Abine has told BleepingComputer in an email that this file was in a "misconfigured Amazon S3 storage bucket that was being used for data processing." Abine further confirmed to BleepingComputer that approximately 2.4 million users may have had their information exposed.

Upon learning about the incident, Blur has retained a leading security firm to assist them in the investigation and have also notified the law enforcement officials.

What information was leaked?

Exposed information included users’ email addresses, first and last names, last and second-to-last IP addresses used to login to Blur, encrypted Blur passwords, and some users’ password hints from Blur’s old product MaskMe.

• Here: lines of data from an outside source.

use std::sync::Arc;
use tokio::time::{sleep, Duration};
use ultrafast_mcp_client::UltraFastClient;
use ultrafast_mcp_core::{
    error::{MCPError, MCPResult},
    protocol::capabilities::{ClientCapabilities, ServerCapabilities, ToolsCapability},
    types::{
        client::ClientInfo,
        server::ServerInfo,
        tools::{Tool, ToolCall, ToolResult},
    },
};
use ultrafast_mcp_server::{UltraFastServer, ToolHandler};
use async_trait::async_trait;
use serde_json::json;

// Mock tool handler for testing
struct TestToolHandler;

#[async_trait]
impl ToolHandler for TestToolHandler {
    async fn handle_tool_call(
        &self,
        call: ultrafast_mcp_core::types::tools::ToolCall,
    ) -> MCPResult<ultrafast_mcp_core::types::tools::ToolResult> {
        match call.name.as_str() {
            "echo" => {
                let message = call.arguments
                    .and_then(|args| args.get("message").cloned())
                    .and_then(|v| v.as_str().map(|s| s.to_string()))
                    .unwrap_or_else(|| "Hello, World!".to_string());
                
                Ok(ultrafast_mcp_core::types::tools::ToolResult {
                    content: vec![ultrafast_mcp_core::types::tools::ToolContent::text(message)],
                    is_error: Some(false),
                })
            }
            "calculator" => {
                let expression = call.arguments
                    .and_then(|args| args.get("expression").cloned())
                    .and_then(|v| v.as_str().map(|s| s.to_string()))
                    .unwrap_or_else(|| "2 + 2".to_string());
                
                // Simple calculator (for testing purposes)
                let result = if expression.contains("+") {
                    let parts: Vec<&str> = expression.split('+').collect();
                    if parts.len() == 2 {
                        let a: i32 = parts[0].trim().parse().unwrap_or(0);
                        let b: i32 = parts[1].trim().parse().unwrap_or(0);
                        format!("{}", a + b)
                    } else {
                        "Invalid expression".to_string()
                    }
                } else {
                    "Unsupported operation".to_string()
                };
                
                Ok(ultrafast_mcp_core::types::tools::ToolResult {
                    content: vec![ultrafast_mcp_core::types::tools::ToolContent::text(result)],
                    is_error: Some(false),
                })
            }
            _ => Err(MCPError::method_not_found(
                format!("Unknown tool: {}", call.name)
            )),
        }
    }

    async fn list_tools(
        &self,
        _request: ultrafast_mcp_core::types::tools::ListToolsRequest,
    ) -> MCPResult<ultrafast_mcp_core::types::tools::ListToolsResponse> {
        let tools = vec![
            Tool {
                name: "echo".to_string(),
                description: "Echo a message back".to_string(),
                input_schema: json!({
                    "type": "object",
                    "properties": {
                        "message": {"type": "string", "default": "Hello, World!"}
                    },
                    "required": ["message"]
                }),
                output_schema: Some(json!({
                    "type": "object",
                    "properties": {
                        "output": {"type": "string"}
                    }
                })),
            },
            Tool {
                name: "calculator".to_string(),
                description: "Simple calculator for testing".to_string(),
                input_schema: json!({
                    "type": "object",
                    "properties": {
                        "expression": {"type": "string", "default": "2 + 2"}
                    },
                    "required": ["expression"]
                }),
                output_schema: Some(json!({
                    "type": "object",
                    "properties": {
                        "result": {"type": "string"}
                    }
                })),
            },
        ];

        Ok(ultrafast_mcp_core::types::tools::ListToolsResponse {
            tools,
            next_cursor: None,
        })
    }
}

fn create_test_server() -> UltraFastServer {
    let server_info = ServerInfo {
        name: "test-server".to_string(),
        version: "1.0.0".to_string(),
        description: Some("Test server for integration tests".to_string()),
        homepage: None,
        repository: None,
        authors: Some(vec!["test".to_string()]),
        license: Some("MIT".to_string()),
    };
    
    let capabilities = ServerCapabilities {
        tools: Some(ToolsCapability { list_changed: Some(true) }),
        ..Default::default()
    };
    
    UltraFastServer::new(server_info, capabilities)
        .with_tool_handler(Arc::new(TestToolHandler))
}

fn create_test_client() -> UltraFastClient {
    let client_info = ClientInfo {
        name: "test-client".to_string(),
        version: "1.0.0".to_string(),
        authors: None,
        description: Some("Test client for integration tests".to_string()),
        homepage: None,
        repository: None,
        license: None,
    };
    
    let capabilities = ClientCapabilities::default();
    
    UltraFastClient::new(client_info, capabilities)
}

#[tokio::test]
async fn test_client_server_connection() {
    let server = create_test_server();
    let client = create_test_client();
    
    // Start server in background
    let server_handle = tokio::spawn(async move {
        server.run_stdio().await
    });
    
    // Give server time to start
    sleep(Duration::from_millis(100)).await;
    
    // Connect client
    let result = client.connect_stdio().await;
    assert!(result.is_ok(), "Client should connect successfully: {:?}", result);
    
    // Verify client state
    assert_eq!(*client.state.read().await, ultrafast_mcp_client::ClientState::Initialized);
    
    // Verify server info was received
    let server_info = client.server_info.read().await;
    assert!(server_info.is_some(), "Server info should be available");
    assert_eq!(server_info.as_ref().unwrap().name, "test-server");
    
    // Disconnect
    client.disconnect().await.unwrap();
    
    // Cancel server
    server_handle.abort();
}
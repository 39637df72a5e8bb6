//! The ultrafast-mcp prelude.
//!
//! This module re-exports the most commonly used types and traits for ergonomic imports.
//! Use `use ultrafast_mcp::prelude::*;` to bring them all into scope.

#[cfg(feature = "core")]
pub use crate::{
    ClientCapabilities,
    ClientInfo,
    // Error handling
    MCPError,
    MCPResult,
    // Prompt essentials
    Prompt,
    PromptMessages,
    PromptRole,
    ReadResourceRequest,
    ReadResourceResponse,
    // Resource essentials
    Resource,
    // Sampling essentials
    SamplingRequest,
    SamplingResponse,
    ServerCapabilities,
    // Server and client info/capabilities
    ServerInfo,
    // Tool essentials
    Tool,
    ToolAnnotations,
    ToolCall,
    ToolResult,
    UltraFastClient,
};

// Server types are conditionally compiled to avoid doctest issues
#[cfg(all(feature = "core", not(doc)))]
pub use crate::{Context, ToolHandler, UltraFastServer};

// Capabilities that are almost always needed
#[cfg(feature = "core")]
pub use ultrafast_mcp_core::types::{ElicitationCapability, RootsCapability, SamplingCapability};

// Transport types (available with stdio or http features)
#[cfg(feature = "stdio")]
pub use crate::{Transport, TransportConfig};

// HTTP-specific types (available with http feature)
#[cfg(feature = "http")]
pub use crate::{HttpTransportConfig, StreamableHttpClient, StreamableHttpClientConfig};
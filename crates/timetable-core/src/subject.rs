//! Subject demand model.
//!
//! A subject is a user-declared study topic with a daily hour target and a
//! 1-3 priority. Subjects with an empty name or zero hours stay in the roster
//! but are never scheduled.

use serde::{Deserialize, Serialize};
use std::fmt;

use crate::error::ValidationError;

/// Subject priority (1 = low, 3 = high).
#[derive(Debug, Clone, Copy, Serialize, Deserialize, PartialEq, Eq, PartialOrd, Ord, Hash)]
#[serde(try_from = "u8", into = "u8")]
pub enum Priority {
    Low = 1,
    Medium = 2,
    High = 3,
}

impl Default for Priority {
    fn default() -> Self {
        Priority::Medium
    }
}

impl TryFrom<u8> for Priority {
    type Error = ValidationError;

    fn try_from(value: u8) -> Result<Self, Self::Error> {
        match value {
            1 => Ok(Priority::Low),
            2 => Ok(Priority::Medium),
            3 => Ok(Priority::High),
            other => Err(ValidationError::PriorityOutOfRange(other)),
        }
    }
}

impl From<Priority> for u8 {
    fn from(priority: Priority) -> Self {
        priority as u8
    }
}

impl std::str::FromStr for Priority {
    type Err = ValidationError;

    fn from_str(s: &str) -> Result<Self, Self::Err> {
        match s.trim().to_ascii_lowercase().as_str() {
            "low" => Ok(Priority::Low),
            "medium" => Ok(Priority::Medium),
            "high" => Ok(Priority::High),
            other => other
                .parse::<u8>()
                .map_err(|_| ValidationError::InvalidValue {
                    field: "priority".to_string(),
                    message: format!("expected low, medium, high or 1-3, got '{s}'"),
                })
                .and_then(Priority::try_from),
        }
    }
}

impl fmt::Display for Priority {
    fn fmt(&self, f: &mut fmt::Formatter<'_>) -> fmt::Result {
        let label = match self {
            Priority::Low => "low",
            Priority::Medium => "medium",
            Priority::High => "high",
        };
        f.write_str(label)
    }
}

/// A study subject.
#[derive(Debug, Clone, PartialEq, Eq, Serialize, Deserialize)]
pub struct Subject {
    /// Stable unique identifier
    pub id: String,
    pub name: String,
    /// Requested hours per day (one work unit per hour)
    pub hours_per_day: u32,
    pub priority: Priority,
}

impl Subject {
    /// Create a subject with a fresh id.
    pub fn new(name: impl Into<String>, hours_per_day: u32, priority: Priority) -> Self {
        Self {
            id: uuid::Uuid::new_v4().to_string(),
            name: name.into(),
            hours_per_day,
            priority,
        }
    }

    /// Whether the allocator should consider this subject at all.
    pub fn is_schedulable(&self) -> bool {
        !self.name.trim().is_empty() && self.hours_per_day > 0
    }
}

/// Subjects the allocator will place, in input order.
pub fn schedulable(subjects: &[Subject]) -> impl Iterator<Item = &Subject> {
    subjects.iter().filter(|s| s.is_schedulable())
}

/// Sum of `hours_per_day` over schedulable subjects.
pub fn total_daily_hours(subjects: &[Subject]) -> u64 {
    schedulable(subjects).map(|s| u64::from(s.hours_per_day)).sum()
}

/// Partial update for [`Roster::update`]. `None` leaves a field untouched.
#[derive(Debug, Clone, Default)]
pub struct SubjectPatch {
    pub name: Option<String>,
    pub hours_per_day: Option<u32>,
    pub priority: Option<Priority>,
}

/// Ordered list of subjects as the user declared them.
///
/// Order matters: equal-priority subjects keep their roster order when the
/// allocator sorts by priority.
#[derive(Debug, Clone, Default, PartialEq, Eq, Serialize, Deserialize)]
#[serde(transparent)]
pub struct Roster {
    subjects: Vec<Subject>,
}

impl Roster {
    pub fn new() -> Self {
        Self::default()
    }

    pub fn subjects(&self) -> &[Subject] {
        &self.subjects
    }

    pub fn get(&self, id: &str) -> Option<&Subject> {
        self.subjects.iter().find(|s| s.id == id)
    }

    /// Append a new subject and return its id.
    pub fn add(&mut self, name: impl Into<String>, hours_per_day: u32, priority: Priority) -> String {
        let subject = Subject::new(name, hours_per_day, priority);
        let id = subject.id.clone();
        self.subjects.push(subject);
        id
    }

    /// Edit a subject in place.
    pub fn update(&mut self, id: &str, patch: SubjectPatch) -> Result<&Subject, ValidationError> {
        let subject = self
            .subjects
            .iter_mut()
            .find(|s| s.id == id)
            .ok_or_else(|| ValidationError::UnknownSubject(id.to_string()))?;

        if let Some(name) = patch.name {
            subject.name = name;
        }
        if let Some(hours) = patch.hours_per_day {
            subject.hours_per_day = hours;
        }
        if let Some(priority) = patch.priority {
            subject.priority = priority;
        }
        Ok(subject)
    }

    /// Remove a subject, returning it.
    pub fn remove(&mut self, id: &str) -> Result<Subject, ValidationError> {
        let pos = self
            .subjects
            .iter()
            .position(|s| s.id == id)
            .ok_or_else(|| ValidationError::UnknownSubject(id.to_string()))?;
        Ok(self.subjects.remove(pos))
    }

    pub fn total_daily_hours(&self) -> u64 {
        total_daily_hours(&self.subjects)
    }
}

impl From<Vec<Subject>> for Roster {
    fn from(subjects: Vec<Subject>) -> Self {
        Self { subjects }
    }
}

#[cfg(test)]
mod tests {
    use super::*;

    #[test]
    fn priority_parses_names_and_numbers() {
        assert_eq!("high".parse::<Priority>().unwrap(), Priority::High);
        assert_eq!("Low".parse::<Priority>().unwrap(), Priority::Low);
        assert_eq!("2".parse::<Priority>().unwrap(), Priority::Medium);
        assert_eq!(
            "4".parse::<Priority>(),
            Err(ValidationError::PriorityOutOfRange(4))
        );
        assert!("urgent".parse::<Priority>().is_err());
    }

    #[test]
    fn priority_serializes_as_number() {
        let json = serde_json::to_string(&Priority::High).unwrap();
        assert_eq!(json, "3");
        assert!(serde_json::from_str::<Priority>("0").is_err());
    }

    #[test]
    fn unschedulable_subjects_are_excluded_from_totals() {
        let subjects = vec![
            Subject::new("Math", 2, Priority::High),
            Subject::new("", 3, Priority::High),
            Subject::new("   ", 1, Priority::Low),
            Subject::new("Art", 0, Priority::Low),
            Subject::new("Physics", 1, Priority::Low),
        ];
        assert_eq!(total_daily_hours(&subjects), 3);
        assert_eq!(schedulable(&subjects).count(), 2);
    }

    #[test]
    fn total_daily_hours_does_not_wrap() {
        let subjects = vec![
            Subject::new("Math", u32::MAX, Priority::High),
            Subject::new("Art", u32::MAX, Priority::Low),
        ];
        assert_eq!(total_daily_hours(&subjects), 2 * u64::from(u32::MAX));
    }

    #[test]
    fn roster_add_update_remove() {
        let mut roster = Roster::new();
        let math = roster.add("Math", 2, Priority::High);
        let art = roster.add("Art", 1, Priority::Low);
        assert_ne!(math, art);

        let updated = roster
            .update(
                &art,
                SubjectPatch {
                    hours_per_day: Some(3),
                    ..Default::default()
                },
            )
            .unwrap();
        assert_eq!(updated.hours_per_day, 3);
        assert_eq!(updated.name, "Art");
        assert_eq!(roster.total_daily_hours(), 5);

        let removed = roster.remove(&math).unwrap();
        assert_eq!(removed.name, "Math");
        assert_eq!(roster.subjects().len(), 1);
        assert_eq!(
            roster.remove(&math),
            Err(ValidationError::UnknownSubject(math.clone()))
        );
    }

    #[test]
    fn id_is_stable_across_edits() {
        let mut roster = Roster::new();
        let id = roster.add("Chem", 1, Priority::Medium);
        roster
            .update(
                &id,
                SubjectPatch {
                    name: Some("Chemistry".into()),
                    priority: Some(Priority::High),
                    ..Default::default()
                },
            )
            .unwrap();
        let subject = roster.get(&id).unwrap();
        assert_eq!(subject.name, "Chemistry");
        assert_eq!(subject.priority, Priority::High);
    }
}
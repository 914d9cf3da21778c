//! Daily completion rate and weekly hour totals.

use chrono::Weekday;
use serde::{Deserialize, Serialize};

use crate::slot::WeekSchedule;
use crate::subject::{self, Subject};

/// Days the weekly target is multiplied over.
pub const DAYS_PER_WEEK: u64 = 7;

/// Summary figures for the dashboard.
#[derive(Debug, Clone, Default, PartialEq, Serialize, Deserialize)]
pub struct ScheduleStats {
    /// Percentage (0-100) of the selected day's study slots marked complete
    pub daily_completion_rate: f64,
    /// Completed study slots across the whole week
    pub weekly_completed_hours: u32,
    /// Requested daily hours of schedulable subjects, times seven
    pub weekly_target_hours: u64,
}

/// Compute completion stats.
///
/// Only study slots count: obligations and free slots are ignored. A day with
/// no study slots, or a day not in the week, has a rate of 0. The weekly
/// target reflects demand, so it may exceed what generation could place.
pub fn compute_stats(week: &WeekSchedule, selected_day: Weekday, subjects: &[Subject]) -> ScheduleStats {
    let (done, total) = week
        .day(selected_day)
        .map(|day| {
            day.study_slots().fold((0u32, 0u32), |(done, total), slot| {
                (done + u32::from(slot.is_completed), total + 1)
            })
        })
        .unwrap_or((0, 0));

    let daily_completion_rate = if total == 0 {
        0.0
    } else {
        100.0 * f64::from(done) / f64::from(total)
    };

    let weekly_completed_hours = week
        .slots()
        .filter(|s| s.is_study() && s.is_completed)
        .count() as u32;

    ScheduleStats {
        daily_completion_rate,
        weekly_completed_hours,
        weekly_target_hours: subject::total_daily_hours(subjects).saturating_mul(DAYS_PER_WEEK),
    }
}
use clap::{Parser, Subcommand};
use tracing_subscriber::EnvFilter;

mod commands;

#[derive(Parser)]
#[command(name = "timetable-cli", version, about = "Timetable CLI")]
struct Cli {
    #[command(subcommand)]
    command: Commands,
}

#[derive(Subcommand)]
enum Commands {
    /// Subject roster management
    Subject {
        #[command(subcommand)]
        action: commands::subject::SubjectAction,
    },
    /// Weekly schedule generation and slot edits
    Schedule {
        #[command(subcommand)]
        action: commands::schedule::ScheduleAction,
    },
    /// Completion statistics
    Stats {
        /// Day for the daily completion rate (defaults to the selected day)
        #[arg(long, value_parser = commands::parse_day)]
        day: Option<chrono::Weekday>,
    },
    /// Configuration management
    Config {
        #[command(subcommand)]
        action: commands::config::ConfigAction,
    },
}

fn init_logging() {
    let filter = EnvFilter::try_from_env("TIMETABLE_LOG").unwrap_or_else(|_| EnvFilter::new("warn"));
    tracing_subscriber::fmt()
        .with_env_filter(filter)
        .with_writer(std::io::stderr)
        .init();
}

fn main() {
    init_logging();

    let cli = Cli::parse();
    let result = match cli.command {
        Commands::Subject { action } => commands::subject::run(action),
        Commands::Schedule { action } => commands::schedule::run(action),
        Commands::Stats { day } => commands::stats::run(day),
        Commands::Config { action } => commands::config::run(action),
    };

    if let Err(e) = result {
        eprintln!("error: {e}");
        std::process::exit(1);
    }
}
//! Per-subject weekly breakdown.

use serde::{Deserialize, Serialize};

use super::DAYS_PER_WEEK;
use crate::slot::WeekSchedule;
use crate::subject::{self, Subject};

/// Weekly hours for one subject.
#[derive(Debug, Clone, PartialEq, Eq, Serialize, Deserialize)]
pub struct SubjectBreakdown {
    pub subject: String,
    /// Slots carrying this subject's name across the week
    pub scheduled_hours: u32,
    /// Of those, slots marked complete
    pub completed_hours: u32,
    pub target_hours: u64,
}

/// Breakdown for each schedulable subject, in roster order.
///
/// Slots are matched by name, so manual reassignments count toward the
/// subject they name.
pub fn subject_breakdown(week: &WeekSchedule, subjects: &[Subject]) -> Vec<SubjectBreakdown> {
    subject::schedulable(subjects)
        .map(|s| {
            let (scheduled_hours, completed_hours) = week
                .slots()
                .filter(|slot| slot.is_study() && slot.assigned == s.name)
                .fold((0, 0), |(scheduled, done), slot| {
                    (scheduled + 1, done + u32::from(slot.is_completed))
                });
            SubjectBreakdown {
                subject: s.name.clone(),
                scheduled_hours,
                completed_hours,
                target_hours: u64::from(s.hours_per_day) * DAYS_PER_WEEK,
            }
        })
        .collect()
}
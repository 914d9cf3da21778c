use chrono::Weekday;
use timetable_core::stats;

use super::Workspace;

pub fn run(day: Option<Weekday>) -> Result<(), Box<dyn std::error::Error>> {
    let ws = Workspace::open()?;
    let store = &ws.state.schedule;
    let day = day.unwrap_or(store.selected_day());

    let report = stats::report(store.week(), day, ws.state.subjects.subjects());
    println!("{}", serde_json::to_string_pretty(&report)?);
    Ok(())
}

“Blur encrypted passwords are encrypted and hashed before they are transmitted to our servers, and they are then encrypted using bcrypt with a unique salt for every user. The output of this encryption process for these users was potentially exposed, not actual user passwords,” the security update reads.

However, Blur confirmed that there is no evidence that the usernames and passwords stored by their users in Blur, auto-fill credit card details, Masked Emails, Masked Phone numbers, Masked Credit Card numbers, and payment details were exposed.

How to ensure that your data remains safe?

Blur is working closely with a leading security firm in order to prevent such breaches from happening in future. Meanwhile, Blur has provided several recommendations for its users to ensure their security after this incident.

  • Blur has requested their users to change their Blur passwords and in case if they use the same passwords on any other service, Blur advise their users to change them as well.
  • The privacy company recommends its users to back up their Blur data before making any account changes.
  • Further, the company recommends using two-factor authentication for their Blur account in order to add an extra layer of security to their account.